A voracious reader and viewer of images, Sontag roamed culture like a prowler, sensing and then seizing on aspects of culture before they were formulated or fashionable. Her 1964 “Notes on Camp” is a perfect example of Sontag at her best: The essay prefigures Queer Studies and even postmodernism. Indeed, it would be interesting to juxtapose her essay with the work of academics like Teresa de Lauretis and Fredric Jameson. Like Jameson’s 1988 “Postmodernism and Consumer Culture,” “Notes on Camp” shows vast knowledge of western cultures and concern with teasing out new kinds of thinking and experiencing. In the process, Sontag almost produces a sensibility that did not properly exist before.

But Sontag was not an academic at heart, even if academics found her essays provocative and useful places to work out from.
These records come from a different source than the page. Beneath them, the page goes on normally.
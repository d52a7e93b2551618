//! RUDP CLI Library
//!
//! Shared functionality for the RUDP echo tools.

pub mod config;
pub mod stats;

pub use config::{ClientConfig, Config, ConfigError, ServerConfig};
pub use stats::{
    confirmation_rate, display_compact_stats, display_peer_stats, format_bytes, format_duration,
};

use tracing_subscriber::EnvFilter;

/// Install the fmt subscriber; `RUST_LOG` wins over the verbosity flag
pub fn init_logging(verbose: bool) {
    let default = if verbose { "debug" } else { "info" };
    let filter = EnvFilter::try_from_default_env().unwrap_or_else(|_| EnvFilter::new(default));
    tracing_subscriber::fmt()
        .with_env_filter(filter)
        .with_writer(std::io::stderr)
        .init();
}
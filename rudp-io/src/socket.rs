//! UDP socket wrapper for RUDP
//!
//! Builds the datagram socket through `socket2` so buffer sizes can be set
//! before binding, then does blocking I/O through the standard library socket.

use socket2::{Domain, Protocol, Socket, Type};
use std::io;
use std::net::{SocketAddr, UdpSocket};
use std::time::Duration;
use thiserror::Error;

/// Socket configuration errors
#[derive(Error, Debug)]
pub enum SocketError {
    #[error("IO error: {0}")]
    Io(#[from] io::Error),
}

/// Options applied when the socket is created
#[derive(Debug, Clone, Default)]
pub struct SocketOptions {
    /// Kernel send buffer size
    pub send_buffer_size: Option<usize>,
    /// Kernel receive buffer size
    pub recv_buffer_size: Option<usize>,
    /// Maximum time a receive blocks; `None` blocks until a datagram arrives
    pub read_timeout: Option<Duration>,
}

/// RUDP socket wrapper
///
/// Blocking UDP socket. All I/O methods take `&self`, so one thread can sit
/// in a receive while others send.
#[derive(Debug)]
pub struct RudpSocket {
    inner: UdpSocket,
}

impl RudpSocket {
    /// Create a new socket bound to the given address
    pub fn bind(addr: SocketAddr, options: &SocketOptions) -> Result<Self, SocketError> {
        let domain = if addr.is_ipv4() {
            Domain::IPV4
        } else {
            Domain::IPV6
        };

        let socket = Socket::new(domain, Type::DGRAM, Some(Protocol::UDP))?;

        if let Some(size) = options.send_buffer_size {
            socket.set_send_buffer_size(size)?;
        }
        if let Some(size) = options.recv_buffer_size {
            socket.set_recv_buffer_size(size)?;
        }

        socket.bind(&addr.into())?;
        socket.set_nonblocking(false)?;
        socket.set_read_timeout(options.read_timeout)?;
        tracing::debug!(local = %addr, ?options, "udp socket bound");

        Ok(RudpSocket {
            inner: socket.into(),
        })
    }

    /// Bind an ephemeral local port of the peer's family and connect to the peer
    pub fn connect(peer: SocketAddr, options: &SocketOptions) -> Result<Self, SocketError> {
        let local: SocketAddr = if peer.is_ipv4() {
            (std::net::Ipv4Addr::UNSPECIFIED, 0).into()
        } else {
            (std::net::Ipv6Addr::UNSPECIFIED, 0).into()
        };

        let socket = Self::bind(local, options)?;
        socket.inner.connect(peer)?;
        Ok(socket)
    }

    /// Get the local address this socket is bound to
    pub fn local_addr(&self) -> Result<SocketAddr, SocketError> {
        Ok(self.inner.local_addr()?)
    }

    /// Get the connected peer address
    pub fn peer_addr(&self) -> Result<SocketAddr, SocketError> {
        Ok(self.inner.peer_addr()?)
    }

    /// Send data to the connected peer
    pub fn send(&self, buf: &[u8]) -> Result<usize, SocketError> {
        Ok(self.inner.send(buf)?)
    }

    /// Send data to the given address
    pub fn send_to(&self, buf: &[u8], target: SocketAddr) -> Result<usize, SocketError> {
        Ok(self.inner.send_to(buf, target)?)
    }

    /// Receive one datagram from the connected peer
    pub fn recv(&self, buf: &mut [u8]) -> Result<usize, SocketError> {
        Ok(self.inner.recv(buf)?)
    }

    /// Receive one datagram and its source address
    pub fn recv_from(&self, buf: &mut [u8]) -> Result<(usize, SocketAddr), SocketError> {
        Ok(self.inner.recv_from(buf)?)
    }

    /// Change how long a receive may block
    pub fn set_read_timeout(&self, timeout: Option<Duration>) -> Result<(), SocketError> {
        Ok(self.inner.set_read_timeout(timeout)?)
    }

    /// Get the send buffer size
    pub fn send_buffer_size(&self) -> Result<usize, SocketError> {
        Ok(socket2::SockRef::from(&self.inner).send_buffer_size()?)
    }

    /// Get the receive buffer size
    pub fn recv_buffer_size(&self) -> Result<usize, SocketError> {
        Ok(socket2::SockRef::from(&self.inner).recv_buffer_size()?)
    }

    /// Get a reference to the underlying socket
    pub fn as_udp_socket(&self) -> &UdpSocket {
        &self.inner
    }
}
Her 1974 essay, “Fascinating Fascism,” was certainly read in film classes in the early days of Film Studies, and is to be found in many film anthologies from the 70s. The impossible dilemma Sontag exposes in that essay about artist and film director Leni Riefenstahl, who made beautiful films for Hitler embodying his hateful fascist ideology, lead to years of debate. Sontag discusses the energies (including sex) behind beautiful propaganda on the left as well as the right, by the way, and provoked thinking about whether or not a film could be aesthetically pleasing and about violence and hate. The essay cut to the core of definitions of aesthetics, and again preceded by many years current heated debates about aesthetic form and the Holocaust.
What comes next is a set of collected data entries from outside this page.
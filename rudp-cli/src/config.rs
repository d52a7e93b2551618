//! Configuration file support for the RUDP echo tools

use rudp::{EndpointConfig, Network};
use serde::{Deserialize, Serialize};
use std::fs;
use std::path::Path;
use std::time::Duration;

fn default_network() -> String {
    "udp4".to_string()
}

fn default_port() -> u16 {
    8000
}

fn default_buffer_size() -> usize {
    1500
}

fn default_retransmit_ms() -> u64 {
    200
}

fn default_tick_ms() -> u64 {
    50
}

fn default_stats_interval() -> u64 {
    5
}

/// Echo server configuration
#[derive(Debug, Clone, Serialize, Deserialize)]
pub struct ServerConfig {
    /// Address family: udp, udp4 or udp6
    #[serde(default = "default_network")]
    pub network: String,
    /// Host or address to bind
    pub bind: String,
    /// Port to listen on
    #[serde(default = "default_port")]
    pub port: u16,
    /// Receive buffer size
    #[serde(default = "default_buffer_size")]
    pub buffer_size: usize,
    /// Retransmission timeout in milliseconds
    #[serde(default = "default_retransmit_ms")]
    pub retransmit_timeout_ms: u64,
    /// How often stale packets are resent when no traffic arrives
    #[serde(default = "default_tick_ms")]
    pub tick_interval_ms: u64,
    /// Peers silent for this long are dropped; 0 keeps them forever
    #[serde(default)]
    pub idle_timeout_secs: u64,
    /// Statistics interval in seconds; 0 disables
    #[serde(default = "default_stats_interval")]
    pub stats_interval_secs: u64,
}

/// Echo client configuration
#[derive(Debug, Clone, Serialize, Deserialize)]
pub struct ClientConfig {
    /// Address family: udp, udp4 or udp6
    #[serde(default = "default_network")]
    pub network: String,
    /// Server host
    pub host: String,
    /// Server port
    #[serde(default = "default_port")]
    pub port: u16,
    /// Number of reliable payloads to send
    pub count: u32,
    /// Pause between sends in milliseconds
    #[serde(default)]
    pub send_interval_ms: u64,
    /// Receive buffer size
    #[serde(default = "default_buffer_size")]
    pub buffer_size: usize,
    /// Retransmission timeout in milliseconds
    #[serde(default = "default_retransmit_ms")]
    pub retransmit_timeout_ms: u64,
    /// How often stale packets are resent when no traffic arrives
    #[serde(default = "default_tick_ms")]
    pub tick_interval_ms: u64,
    /// Give up waiting for confirmations after this many seconds
    pub timeout_secs: u64,
}

/// Combined configuration
#[derive(Debug, Clone, Default, Serialize, Deserialize)]
pub struct Config {
    /// Server configuration
    pub server: Option<ServerConfig>,
    /// Client configuration
    pub client: Option<ClientConfig>,
}

impl Config {
    /// Load configuration from TOML file
    pub fn from_file<P: AsRef<Path>>(path: P) -> Result<Self, ConfigError> {
        let contents = fs::read_to_string(path)?;
        let config: Config = toml::from_str(&contents)?;
        config.validate()?;
        Ok(config)
    }

    /// Save configuration to TOML file
    pub fn to_file<P: AsRef<Path>>(&self, path: P) -> Result<(), ConfigError> {
        let contents = toml::to_string_pretty(self)?;
        fs::write(path, contents)?;
        Ok(())
    }

    /// Check every present section
    pub fn validate(&self) -> Result<(), ConfigError> {
        if let Some(server) = &self.server {
            parse_network(&server.network)?;
            check_buffer(server.buffer_size)?;
        }
        if let Some(client) = &self.client {
            parse_network(&client.network)?;
            check_buffer(client.buffer_size)?;
            if client.count == 0 {
                return Err(ConfigError::Invalid("client.count must be positive".into()));
            }
        }
        Ok(())
    }

    /// Create example server configuration
    pub fn example_server() -> Self {
        Config {
            server: Some(ServerConfig {
                network: default_network(),
                bind: "127.0.0.1".to_string(),
                port: default_port(),
                buffer_size: default_buffer_size(),
                retransmit_timeout_ms: default_retransmit_ms(),
                tick_interval_ms: default_tick_ms(),
                idle_timeout_secs: 60,
                stats_interval_secs: default_stats_interval(),
            }),
            client: None,
        }
    }

    /// Create example client configuration
    pub fn example_client() -> Self {
        Config {
            server: None,
            client: Some(ClientConfig {
                network: default_network(),
                host: "127.0.0.1".to_string(),
                port: default_port(),
                count: 10,
                send_interval_ms: 0,
                buffer_size: default_buffer_size(),
                retransmit_timeout_ms: default_retransmit_ms(),
                tick_interval_ms: default_tick_ms(),
                timeout_secs: 5,
            }),
        }
    }
}

fn parse_network(network: &str) -> Result<Network, ConfigError> {
    network
        .parse()
        .map_err(|_| ConfigError::Invalid(format!("unknown network {network:?}")))
}

fn check_buffer(size: usize) -> Result<(), ConfigError> {
    if size == 0 {
        return Err(ConfigError::Invalid("buffer_size must be positive".into()));
    }
    Ok(())
}

fn endpoint_config(retransmit_ms: u64, buffer_size: usize, tick_ms: u64) -> EndpointConfig {
    EndpointConfig {
        retransmit_timeout: Duration::from_millis(retransmit_ms),
        // header plus a payload as large as the receive buffer
        max_datagram_size: buffer_size + rudp::protocol::packet::RELIABLE_HEADER_SIZE,
        // wake up at tick pace so stale packets are resent while idle
        read_timeout: Some(Duration::from_millis(tick_ms.max(1))),
        ..EndpointConfig::default()
    }
}

/// Configuration errors
#[derive(Debug, thiserror::Error)]
pub enum ConfigError {
    #[error("IO error: {0}")]
    Io(#[from] std::io::Error),

    #[error("TOML parse error: {0}")]
    Toml(#[from] toml::de::Error),

    #[error("TOML serialize error: {0}")]
    TomlSerialize(#[from] toml::ser::Error),

    #[error("Invalid configuration: {0}")]
    Invalid(String),
}

impl ServerConfig {
    pub fn network(&self) -> Result<Network, ConfigError> {
        parse_network(&self.network)
    }

    pub fn endpoint_config(&self) -> EndpointConfig {
        endpoint_config(self.retransmit_timeout_ms, self.buffer_size, self.tick_interval_ms)
    }

    pub fn tick_interval(&self) -> Duration {
        Duration::from_millis(self.tick_interval_ms)
    }

    /// Idle eviction threshold, `None` when disabled
    pub fn idle_timeout(&self) -> Option<Duration> {
        (self.idle_timeout_secs > 0).then(|| Duration::from_secs(self.idle_timeout_secs))
    }

    /// Get statistics interval as Duration
    pub fn stats_interval(&self) -> Duration {
        Duration::from_secs(self.stats_interval_secs)
    }
}

impl ClientConfig {
    pub fn network(&self) -> Result<Network, ConfigError> {
        parse_network(&self.network)
    }

    pub fn endpoint_config(&self) -> EndpointConfig {
        endpoint_config(self.retransmit_timeout_ms, self.buffer_size, self.tick_interval_ms)
    }

    pub fn tick_interval(&self) -> Duration {
        Duration::from_millis(self.tick_interval_ms)
    }

    pub fn send_interval(&self) -> Duration {
        Duration::from_millis(self.send_interval_ms)
    }

    pub fn timeout(&self) -> Duration {
        Duration::from_secs(self.timeout_secs)
    }
}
With On Photography, Sontag was again ahead of later interest by media scholars. In that book as in others, Sontag’s apparent musings about a phenomenon in fact cut to the core of essential aspects. Her brilliant mind was evidently able to arrive at core issues through traveling along its own pathways, not relying on earlier research as such, but emerging from a life-long absorption in the voracious reading and looking already noted. Important is her ability to trust her own moral, political and aesthetic responses in ways we find hard today, and not be afraid to include personal experiences as “evidence.” Sontag’s brief personal reflection in On Photography on her reaction to first seeing photographs of the concentration camps as a teenager stayed with me because it is so close to my own experiences in first encountering the holocaust via Alain Resnais’ Night and Fog. But the insight was not just personal: it raised the crucial issue of vicarious trauma, and the life-long impact that such trauma can have on individuals.
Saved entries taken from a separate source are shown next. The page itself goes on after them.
//! Endpoint factory and the socket plumbing shared by client and server.

use crate::client::Client;
use crate::config::EndpointConfig;
use crate::error::{Result, RudpError};
use crate::server::Server;
use bytes::Bytes;
use parking_lot::{Mutex, RwLock};
use rudp_io::RudpSocket;
use rudp_protocol::{PacketError, SeqNumber};
use std::fmt;
use std::net::{SocketAddr, ToSocketAddrs};
use std::str::FromStr;
use std::sync::Arc;

/// UDP address family selector
#[derive(Debug, Clone, Copy, PartialEq, Eq, Hash)]
pub enum Network {
    /// Either family, first resolved address wins
    Udp,
    /// IPv4 only
    Udp4,
    /// IPv6 only
    Udp6,
}

impl Network {
    pub fn as_str(self) -> &'static str {
        match self {
            Network::Udp => "udp",
            Network::Udp4 => "udp4",
            Network::Udp6 => "udp6",
        }
    }

    fn accepts(self, addr: &SocketAddr) -> bool {
        match self {
            Network::Udp => true,
            Network::Udp4 => addr.is_ipv4(),
            Network::Udp6 => addr.is_ipv6(),
        }
    }
}

impl FromStr for Network {
    type Err = RudpError;

    fn from_str(s: &str) -> Result<Self> {
        match s {
            "udp" => Ok(Network::Udp),
            "udp4" => Ok(Network::Udp4),
            "udp6" => Ok(Network::Udp6),
            other => Err(RudpError::Config(format!(
                "unsupported network {other:?}: only udp, udp4 and udp6 are accepted"
            ))),
        }
    }
}

impl fmt::Display for Network {
    fn fmt(&self, f: &mut fmt::Formatter<'_>) -> fmt::Result {
        f.write_str(self.as_str())
    }
}

/// Result of a send
#[derive(Debug, Clone, Copy, PartialEq, Eq)]
pub struct Sent {
    /// Payload bytes written (header excluded)
    pub len: usize,
    /// Sequence number assigned to a reliable send
    pub seq: Option<SeqNumber>,
}

/// Result of a receive
#[derive(Debug, Clone, PartialEq, Eq)]
pub struct Received {
    /// Payload bytes copied to the caller's buffer
    pub len: usize,
    /// Peer's sequence number if the packet was reliable
    pub seq: Option<SeqNumber>,
    /// Our reliable sends newly confirmed by this packet
    pub confirmed: Vec<SeqNumber>,
    /// Source of the packet
    pub peer: SocketAddr,
}

/// Resolve `host:port` to the first address of the requested family
pub fn resolve(network: Network, host: &str, port: u16) -> Result<SocketAddr> {
    (host, port)
        .to_socket_addrs()?
        .find(|addr| network.accepts(addr))
        .ok_or_else(|| RudpError::Config(format!("no {network} address found for {host}:{port}")))
}

/// Bind a server to a local address with default configuration
pub fn listen(network: Network, host: &str, port: u16) -> Result<Server> {
    listen_with_config(network, host, port, EndpointConfig::default())
}

/// Bind a server to a local address
pub fn listen_with_config(
    network: Network,
    host: &str,
    port: u16,
    config: EndpointConfig,
) -> Result<Server> {
    let addr = resolve(network, host, port)?;
    let socket = RudpSocket::bind(addr, &config.socket_options())?;
    tracing::info!(local = %socket.local_addr()?, %network, "rudp server listening");
    Ok(Server::new(socket, config))
}

/// Connect a client to a remote server with default configuration
pub fn dial(network: Network, host: &str, port: u16) -> Result<Client> {
    dial_with_config(network, host, port, EndpointConfig::default())
}

/// Connect a client to a remote server
pub fn dial_with_config(
    network: Network,
    host: &str,
    port: u16,
    config: EndpointConfig,
) -> Result<Client> {
    let peer = resolve(network, host, port)?;
    let socket = RudpSocket::connect(peer, &config.socket_options())?;
    tracing::info!(local = %socket.local_addr()?, %peer, "rudp client connected");
    Client::new(socket, peer, config)
}

/// Socket ownership and datagram intake shared by both endpoint kinds
///
/// Closing takes the socket out of the slot; a receive already blocked on it
/// keeps its own reference until the read returns.
#[derive(Debug)]
pub(crate) struct SocketHandle {
    socket: RwLock<Option<Arc<RudpSocket>>>,
    /// Datagram that did not fit the caller's buffer, redelivered first
    pending: Mutex<Option<(Bytes, SocketAddr)>>,
    max_datagram_size: usize,
}

impl SocketHandle {
    pub(crate) fn new(socket: RudpSocket, max_datagram_size: usize) -> Self {
        SocketHandle {
            socket: RwLock::new(Some(Arc::new(socket))),
            pending: Mutex::new(None),
            max_datagram_size,
        }
    }

    pub(crate) fn get(&self) -> Result<Arc<RudpSocket>> {
        self.socket.read().clone().ok_or(RudpError::Closed)
    }

    pub(crate) fn is_open(&self) -> bool {
        self.socket.read().is_some()
    }

    /// Drop the socket; returns false if it was already released
    pub(crate) fn release(&self) -> bool {
        self.pending.lock().take();
        self.socket.write().take().is_some()
    }

    pub(crate) fn max_datagram_size(&self) -> usize {
        self.max_datagram_size
    }

    /// Next datagram to process: the stashed one if any, else a fresh read
    ///
    /// The read buffer has one spare byte, so a datagram the OS would have
    /// cut to the limit is seen as oversized and rejected instead.
    pub(crate) fn next_datagram<F>(&self, socket: &RudpSocket, read: F) -> Result<(Bytes, SocketAddr)>
    where
        F: FnOnce(&RudpSocket, &mut [u8]) -> Result<(usize, SocketAddr)>,
    {
        if let Some(pending) = self.pending.lock().take() {
            return Ok(pending);
        }

        let limit = self.max_datagram_size;
        let mut scratch = vec![0u8; limit + 1];
        let (n, from) = read(socket, &mut scratch)?;
        if n > limit {
            tracing::warn!(peer = %from, limit, "dropping oversized datagram");
            return Err(PacketError::Oversized { size: n, limit }.into());
        }
        scratch.truncate(n);
        Ok((Bytes::from(scratch), from))
    }

    /// Keep a datagram for the next receive call
    pub(crate) fn stash(&self, datagram: Bytes, from: SocketAddr) {
        *self.pending.lock() = Some((datagram, from));
    }
}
Sontag’s last book, Regarding the Pain of Others, follows up on issues broached in On Photography and raises important ethico-political questions that were useful for my trauma research. In her book, Sontag reminds us that film and TV images change how we see the world: the fact that we are “not totally transformed” by images of atrocity, says Sontag, “does not impugn the ethical value of an assault by image” (116). “Images,” she says, “have been reproached for being a way of watching suffering at a distance, as if there were some other way of watching.” “There is nothing wrong,” she continues, “with standing back and thinking.”

Sontag continued up to the end to “stand back and think.” This position enabled her to address topics at the forefront of politics and culture. Her brilliant, creative mind kept working on crucial contemporary issues and their public importance. Above all, she kept on thinking. We will miss her ground-breaking insights.

E. Ann Kaplan is professor of English and Comparative Studies at SUNY Stony Brook, where she also founded and directs The Humanities Institute. She has written widely on topics in literary and media theory, practices and politics, with special focus on issues in gender and race. She has done pioneering research in postmodernism, and authored books and articles on television, postmodernism and consumer culture, and on postmodernism and feminism. Her most recent book, "Trauma Culture: The Politics of Terror and Loss in Media and Literature", is forthcoming by Rutgers University Press.